A programmed self-destructive Salmonella vaccine delivery system was developed to facilitate efficient colonization in host tissues that allows release of the bacterial cell contents after lysis to stimulate mucosal, systemic, and cellular immunities against a diversity of pathogens. Adoption and modification of these technological improvements could form part of an integrated strategy for cost-effective control and prevention of infectious diseases, including those caused by parasitic pathogens. Avian coccidiosis is a common poultry disease caused by Eimeria. Coccidiosis has been controlled by medicating feed with anticoccidial drugs or administering vaccines containing low doses of virulent or attenuated Eimeria oocysts. Problems of drug resistance and nonuniform administration of these Eimeria resulting in variable immunity are prompting efforts to develop recombinant Eimeria vaccines. In this study, we designed, constructed, and evaluated a self-destructing recombinant attenuated Salmonella vaccine (RASV) lysis strain synthesizing the Eimeria tenella SO7 antigen. We showed that the RASV lysis strain χ11791(pYA5293) with a ΔsifA mutation enabling escape from the Salmonella-containing vesicle (or endosome) successfully colonized chicken lymphoid tissues and induced strong mucosal and cell-mediated immunities, which are critically important for protection against Eimeria challenge. The results from animal clinical trials show that this vaccine strain significantly increased food conversion efficiency and protection against weight gain depression after challenge with 105E. tenella oocysts with concomitant decreased oocyst output.
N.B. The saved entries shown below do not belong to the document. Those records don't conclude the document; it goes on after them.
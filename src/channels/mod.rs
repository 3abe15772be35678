//! Flow-controlled channels: bounded FIFO conduits with explicit backpressure.
//!
//! This module groups the channel **data path** and its composition helpers:
//! - [`Channel`], [`WriteOutcome`], [`ReadOutcome`], [`ChannelState`] — the
//!   conduit itself
//! - [`ChannelConfig`], [`OverflowPolicy`] — capacity, low-water mark, and
//!   strict-mode knobs
//! - `pipe_to` / `transform` / `into_stream` — backpressure-preserving
//!   composition (see [`Channel`] methods)
//!
//! ## Quick wiring
//! ```text
//! producer ── write() ──► [ buffer | capacity ] ── read()/recv() ──► consumer
//!                │                    │
//!                │  backpressure=true once len >= capacity
//!                ◄────────────────────┘
//!                      on_drained() fires when len falls to low_water
//!
//! source.pipe_to(&dest):    pause on dest backpressure, resume on drained,
//!                           close dest at end-of-stream
//! source.transform(f):      mapped stage; a blocked output stalls the pump,
//!                           which backpressures the original producer
//! ```

mod channel;
mod config;
mod pipe;
mod stream;
mod transform;

pub use channel::{Channel, ChannelState, ReadOutcome, WriteOutcome};
pub use config::{ChannelConfig, OverflowPolicy};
More importantly, the programmed regulated lysis feature designed into this RASV strain promotes bacterial self-clearance from the host, lessening persistence of vaccine strains in vivo and survival if excreted, which is a critically important advantage in a vaccine for livestock animals. Our approach should provide a safe, cost-effective, and efficacious vaccine to control coccidiosis upon addition of additional protective Eimeria antigens. These improved RASVs can also be modified for use to control other parasitic diseases infecting other animal species.